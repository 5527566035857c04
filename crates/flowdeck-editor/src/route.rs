//! The editor route: one flow's canvas plus its side panels
//!
//! [`FlowEditor`] only composes: the graph, the open panels, the node type
//! registry and the canvas anchor. Drawing is left to the front-end, which
//! asks [`FlowEditor::layout`] where each part goes.

use crate::graph::{AnchorRect, Connection, DragPayload, DropEffect, EdgeChange, FlowGraph, NodeChange};
use crate::navigation::{Navigation, Panel};
use crate::node_types::NodeTypeRegistry;

use flowdeck_core::{FlowGraphDocument, FlowdeckResult, Position, SettingsDocument};
use flowdeck_store::FlowStore;
use flowdeck_viz::{CanvasItem, CanvasRenderer};
use std::collections::VecDeque;
use tracing::{debug, info};

/// Rows taken by the header
pub const HEADER_HEIGHT: u16 = 1;
/// The canvas never gets narrower than this while panels are open
pub const MIN_CANVAS_WIDTH: u16 = 20;

const DEBUG_LOG_CAPACITY: usize = 500;

/// A rectangle in terminal cells
#[derive(Debug, Clone, Copy, Default, PartialEq, Eq)]
pub struct Area {
    pub x: u16,
    pub y: u16,
    pub width: u16,
    pub height: u16,
}

impl Area {
    pub fn new(x: u16, y: u16, width: u16, height: u16) -> Self {
        Self { x, y, width, height }
    }
}

/// Where each part of the editor is drawn
#[derive(Debug, Clone, PartialEq, Eq)]
pub struct EditorLayout {
    pub header: Area,
    pub canvas: Area,
    /// Open panels, left to right
    pub panels: Vec<(Panel, Area)>,
}

impl EditorLayout {
    pub fn panel(&self, panel: Panel) -> Option<Area> {
        self.panels.iter().find(|(p, _)| *p == panel).map(|(_, a)| *a)
    }
}

/// Log lines shown in the debug panel. Belongs to one flow.
#[derive(Debug, Clone)]
pub struct DebugLog {
    flow_name: String,
    lines: VecDeque<String>,
    capacity: usize,
}

impl DebugLog {
    pub fn new(flow_name: impl Into<String>) -> Self {
        Self {
            flow_name: flow_name.into(),
            lines: VecDeque::new(),
            capacity: DEBUG_LOG_CAPACITY,
        }
    }

    pub fn flow_name(&self) -> &str {
        &self.flow_name
    }

    pub fn push(&mut self, line: impl Into<String>) {
        if self.lines.len() == self.capacity {
            self.lines.pop_front();
        }
        self.lines.push_back(line.into());
    }

    pub fn lines(&self) -> impl Iterator<Item = &str> {
        self.lines.iter().map(String::as_str)
    }

    pub fn len(&self) -> usize {
        self.lines.len()
    }

    pub fn is_empty(&self) -> bool {
        self.lines.is_empty()
    }
}

pub struct FlowEditor {
    flow_name: String,
    pub graph: FlowGraph,
    pub navigation: Navigation,
    registry: NodeTypeRegistry,
    anchor: AnchorRect,
    debug_log: DebugLog,
    settings: Option<SettingsDocument>,
    source: Option<String>,
}

impl FlowEditor {
    pub fn new(flow_name: impl Into<String>, graph: FlowGraph) -> Self {
        let flow_name = flow_name.into();
        Self {
            debug_log: DebugLog::new(flow_name.clone()),
            flow_name,
            graph,
            navigation: Navigation::default(),
            registry: NodeTypeRegistry::new(),
            anchor: AnchorRect::default(),
            settings: None,
            source: None,
        }
    }

    /// Load a flow's graph, settings and raw text from the store
    pub async fn open(store: &FlowStore, flow_name: &str) -> FlowdeckResult<Self> {
        let mut editor = Self::new(flow_name, FlowGraph::new());
        editor.reload(store).await?;
        Ok(editor)
    }

    /// Re-read everything for the current flow, discarding unsaved changes
    pub async fn reload(&mut self, store: &FlowStore) -> FlowdeckResult<()> {
        let document = store.load_graph(&self.flow_name).await?;
        self.install(store, document).await;
        Ok(())
    }

    async fn install(&mut self, store: &FlowStore, document: FlowGraphDocument) {
        let viewport = self.graph.viewport;
        self.graph = FlowGraph::from_document(document);
        self.graph.viewport = viewport;
        self.refresh_panels(store).await;
        info!("Opened flow {} ({} nodes)", self.flow_name, self.graph.nodes().len());
    }

    /// Re-read settings and raw text. Failures leave the panel empty.
    pub async fn refresh_panels(&mut self, store: &FlowStore) {
        self.settings = match store.read_settings(&self.flow_name).await {
            Ok(settings) => Some(settings),
            Err(e) => {
                self.debug_log.push(format!("settings: {}", e));
                None
            }
        };
        self.source = match store.read_flow_source(&self.flow_name).await {
            Ok(text) => Some(text),
            Err(e) => {
                self.debug_log.push(format!("flow.toml: {}", e));
                None
            }
        };
    }

    /// Write the graph back into flow.toml
    pub async fn save(&mut self, store: &FlowStore) -> FlowdeckResult<()> {
        store.save_graph(&self.flow_name, &self.graph.to_document()).await?;
        self.graph.mark_saved();
        self.source = store.read_flow_source(&self.flow_name).await.ok();
        self.debug_log.push(format!("saved {}", self.flow_name));
        Ok(())
    }

    /// Edit another flow. The debug log only survives if the name is unchanged.
    ///
    /// If the new flow cannot be loaded the editor stays on the current one.
    pub async fn switch_flow(&mut self, store: &FlowStore, flow_name: &str) -> FlowdeckResult<()> {
        let document = store.load_graph(flow_name).await?;
        if flow_name != self.flow_name {
            debug!("Switching editor from {} to {}", self.flow_name, flow_name);
            self.flow_name = flow_name.to_string();
            self.debug_log = DebugLog::new(flow_name);
        }
        self.install(store, document).await;
        Ok(())
    }

    pub fn flow_name(&self) -> &str {
        &self.flow_name
    }

    pub fn registry(&self) -> &NodeTypeRegistry {
        &self.registry
    }

    pub fn debug_log(&self) -> &DebugLog {
        &self.debug_log
    }

    pub fn log(&mut self, line: impl Into<String>) {
        self.debug_log.push(line);
    }

    pub fn settings(&self) -> Option<&SettingsDocument> {
        self.settings.as_ref()
    }

    pub fn source(&self) -> Option<&str> {
        self.source.as_deref()
    }

    pub fn anchor(&self) -> AnchorRect {
        self.anchor
    }

    pub fn set_anchor(&mut self, anchor: AnchorRect) {
        self.anchor = anchor;
    }

    /// Split `area` into header, canvas and the open panels.
    ///
    /// Panels take their fraction of the full width. When that would leave
    /// the canvas under [`MIN_CANVAS_WIDTH`], all panels shrink by the same
    /// ratio.
    pub fn layout(&self, area: Area) -> EditorLayout {
        let header_height = HEADER_HEIGHT.min(area.height);
        let header = Area::new(area.x, area.y, area.width, header_height);
        let body_y = area.y + header_height;
        let body_height = area.height - header_height;

        let open = self.navigation.open_panels();
        let mut widths: Vec<u32> = open
            .iter()
            .map(|p| {
                let (num, den) = p.width_fraction();
                area.width as u32 * num as u32 / den as u32
            })
            .collect();

        let total: u32 = widths.iter().sum();
        let available = area.width.saturating_sub(MIN_CANVAS_WIDTH) as u32;
        if total > available {
            for w in &mut widths {
                *w = *w * available / total;
            }
        }

        let panels_width: u32 = widths.iter().sum();
        let canvas_width = area.width - panels_width as u16;
        let canvas = Area::new(area.x, body_y, canvas_width, body_height);

        let mut x = area.x + canvas_width;
        let panels = open
            .into_iter()
            .zip(widths)
            .map(|(panel, w)| {
                let slot = Area::new(x, body_y, w as u16, body_height);
                x += w as u16;
                (panel, slot)
            })
            .collect();

        EditorLayout {
            header,
            canvas,
            panels,
        }
    }

    // Canvas callbacks

    pub fn on_nodes_change(&mut self, changes: Vec<NodeChange>) -> usize {
        self.graph.on_nodes_change(changes)
    }

    pub fn on_edges_change(&mut self, changes: Vec<EdgeChange>) -> usize {
        self.graph.on_edges_change(changes)
    }

    pub fn on_connect(&mut self, connection: Connection) -> FlowdeckResult<String> {
        let result = self.graph.on_connect(connection);
        if let Err(e) = &result {
            self.debug_log.push(format!("connect: {}", e));
        }
        result
    }

    pub fn on_drag_over(&self, payload: &DragPayload) -> DropEffect {
        self.graph.on_drag_over(payload, &self.registry)
    }

    pub fn on_drop(&mut self, payload: &DragPayload, screen_point: Position) -> FlowdeckResult<String> {
        let result = self.graph.on_drop(payload, screen_point, self.anchor, &self.registry);
        match &result {
            Ok(id) => self.debug_log.push(format!("added {} {}", payload.node_type, id)),
            Err(e) => self.debug_log.push(format!("drop: {}", e)),
        }
        result
    }

    /// Canvas text for a `width` x `height` area
    pub fn render_canvas(&self, renderer: &CanvasRenderer, width: usize, height: usize) -> Vec<String> {
        let items: Vec<CanvasItem<'_>> = self
            .graph
            .nodes()
            .iter()
            .map(|n| CanvasItem {
                node: &n.node,
                selected: n.selected,
                renderer: self.registry.renderer_for(n.node.node_type.as_deref()),
            })
            .collect();
        let edges: Vec<_> = self.graph.edges().iter().map(|e| e.edge.clone()).collect();
        renderer.render(&items, &edges, width, height)
    }
}

#[cfg(test)]
mod tests {
    use super::*;
    use pretty_assertions::assert_eq;

    fn editor() -> FlowEditor {
        FlowEditor::new("Flow 1", FlowGraph::new())
    }

    #[test]
    fn test_layout_node_panel_only() {
        let editor = editor();
        let layout = editor.layout(Area::new(0, 0, 100, 30));
        assert_eq!(layout.header, Area::new(0, 0, 100, 1));
        assert_eq!(layout.canvas, Area::new(0, 1, 75, 29));
        assert_eq!(layout.panels, vec![(Panel::Node, Area::new(75, 1, 25, 29))]);
    }

    #[test]
    fn test_layout_no_panels() {
        let mut editor = editor();
        editor.navigation.set(Panel::Node, false);
        let layout = editor.layout(Area::new(0, 0, 80, 24));
        assert_eq!(layout.canvas.width, 80);
        assert!(layout.panels.is_empty());
    }

    #[test]
    fn test_layout_debug_and_toml() {
        let mut editor = editor();
        editor.navigation = Navigation {
            node_panel: false,
            debug_panel: true,
            settings_panel: false,
            toml_panel: true,
        };
        let layout = editor.layout(Area::new(0, 0, 200, 40));
        assert_eq!(layout.canvas.width, 50);
        assert_eq!(layout.panel(Panel::Debug), Some(Area::new(50, 1, 50, 39)));
        assert_eq!(layout.panel(Panel::Toml), Some(Area::new(100, 1, 100, 39)));
    }

    #[test]
    fn test_layout_all_panels_shrink_to_keep_canvas() {
        let mut editor = editor();
        editor.navigation = Navigation {
            node_panel: true,
            debug_panel: true,
            settings_panel: true,
            toml_panel: true,
        };
        let layout = editor.layout(Area::new(0, 0, 100, 30));
        assert_eq!(layout.canvas.width, MIN_CANVAS_WIDTH);
        let widths: Vec<u16> = layout.panels.iter().map(|(_, a)| a.width).collect();
        assert_eq!(widths, vec![16, 16, 16, 32]);
        let last = layout.panels.last().unwrap().1;
        assert_eq!(last.x + last.width, 100);
    }

    #[test]
    fn test_debug_log_is_bounded() {
        let mut log = DebugLog::new("Flow 1");
        for i in 0..(DEBUG_LOG_CAPACITY + 10) {
            log.push(format!("line {}", i));
        }
        assert_eq!(log.len(), DEBUG_LOG_CAPACITY);
        assert_eq!(log.lines().next(), Some("line 10"));
    }

    #[test]
    fn test_drop_uses_anchor() {
        let mut editor = editor();
        editor.set_anchor(AnchorRect::from_cells(0, 1, 40, 20));
        assert_eq!(editor.on_drag_over(&DragPayload::new("cronNode")), DropEffect::Move);

        let id = editor
            .on_drop(&DragPayload::new("cronNode"), Position::new(80.0, 16.0 + 32.0))
            .unwrap();
        assert_eq!(editor.graph.node(&id).unwrap().position, Position::new(80.0, 32.0));
        assert!(editor.debug_log().lines().any(|l| l.contains(&id)));
    }

    #[test]
    fn test_render_canvas_draws_nodes() {
        let mut editor = editor();
        editor.set_anchor(AnchorRect::from_cells(0, 0, 40, 10));
        editor
            .on_drop(&DragPayload::new("cronNode"), Position::new(8.0, 16.0))
            .unwrap();
        let lines = editor.render_canvas(&CanvasRenderer::default(), 40, 10);
        assert_eq!(lines.len(), 10);
        assert!(lines[2].contains("Cron"));
    }
}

▬▬▬

Exercise: Output all lines from the beginning of the data up to the line holding "#[derive(Debug, Clone)]", that line included, exactly as written.

Exercise result:
repository 5527566035857c04
filename crates/flowdeck-editor/src/route.rs
//! The editor route: one flow's canvas plus its side panels
//!
//! [`FlowEditor`] only composes: the graph, the open panels, the node type
//! registry and the canvas anchor. Drawing is left to the front-end, which
//! asks [`FlowEditor::layout`] where each part goes.

use crate::graph::{AnchorRect, Connection, DragPayload, DropEffect, EdgeChange, FlowGraph, NodeChange};
use crate::navigation::{Navigation, Panel};
use crate::node_types::NodeTypeRegistry;

use flowdeck_core::{FlowGraphDocument, FlowdeckResult, Position, SettingsDocument};
use flowdeck_store::FlowStore;
use flowdeck_viz::{CanvasItem, CanvasRenderer};
use std::collections::VecDeque;
use tracing::{debug, info};

/// Rows taken by the header
pub const HEADER_HEIGHT: u16 = 1;
/// The canvas never gets narrower than this while panels are open
pub const MIN_CANVAS_WIDTH: u16 = 20;

const DEBUG_LOG_CAPACITY: usize = 500;

/// A rectangle in terminal cells
#[derive(Debug, Clone, Copy, Default, PartialEq, Eq)]
pub struct Area {
    pub x: u16,
    pub y: u16,
    pub width: u16,
    pub height: u16,
}

impl Area {
    pub fn new(x: u16, y: u16, width: u16, height: u16) -> Self {
        Self { x, y, width, height }
    }
}

/// Where each part of the editor is drawn
#[derive(Debug, Clone, PartialEq, Eq)]
pub struct EditorLayout {
    pub header: Area,
    pub canvas: Area,
    /// Open panels, left to right
    pub panels: Vec<(Panel, Area)>,
}

impl EditorLayout {
    pub fn panel(&self, panel: Panel) -> Option<Area> {
        self.panels.iter().find(|(p, _)| *p == panel).map(|(_, a)| *a)
    }
}

/// Log lines shown in the debug panel. Belongs to one flow.
#[derive(Debug, Clone)]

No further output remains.